_DATA PROVIDED_.
● ● ●

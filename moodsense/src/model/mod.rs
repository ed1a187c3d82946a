//! Classifier artifact provisioning and inference.
//!
//! The artifact is an ONNX model fetched from a model registry on first run,
//! cached on local disk, and loaded exactly once at startup. Any failure in
//! this module during startup is fatal: the service must not accept traffic
//! without a loaded classifier.

pub mod classifier;
pub mod provider;

pub use classifier::{Classifier, ClassifierError, MoodClassifier};
pub use provider::ensure_artifact;

use thiserror::Error;

/// Startup-fatal artifact failures.
#[derive(Debug, Error)]
pub enum ArtifactError {
    /// Network-level fetch failure
    #[error("artifact fetch failed: {0}")]
    Fetch(#[from] reqwest::Error),

    /// Registry answered with a non-success status
    #[error("artifact fetch returned HTTP {status}")]
    FetchStatus { status: u16 },

    /// Local cache IO failure
    #[error("artifact cache IO failed: {0}")]
    Io(#[from] std::io::Error),

    /// Artifact bytes could not be loaded as a model
    #[error("failed to load classifier artifact: {0}")]
    Load(String),

    /// Artifact carries no usable label vocabulary
    #[error("artifact label vocabulary invalid: {0}")]
    Vocabulary(String),
}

● ● ●

_WHAT YOU SHOULD DO_. Everything from the line containing "a loaded classifier." through the final line of the entries is to be written out exactly. No other lines belong in the answer.

_RESULT OF THIS TASK_.
//! without a loaded classifier.

pub mod classifier;
pub mod provider;

pub use classifier::{Classifier, ClassifierError, MoodClassifier};
pub use provider::ensure_artifact;

use thiserror::Error;

/// Startup-fatal artifact failures.
#[derive(Debug, Error)]
pub enum ArtifactError {
    /// Network-level fetch failure
    #[error("artifact fetch failed: {0}")]
    Fetch(#[from] reqwest::Error),

    /// Registry answered with a non-success status
    #[error("artifact fetch returned HTTP {status}")]
    FetchStatus { status: u16 },

    /// Local cache IO failure
    #[error("artifact cache IO failed: {0}")]
    Io(#[from] std::io::Error),

    /// Artifact bytes could not be loaded as a model
    #[error("failed to load classifier artifact: {0}")]
    Load(String),

    /// Artifact carries no usable label vocabulary
    #[error("artifact label vocabulary invalid: {0}")]
    Vocabulary(String),
}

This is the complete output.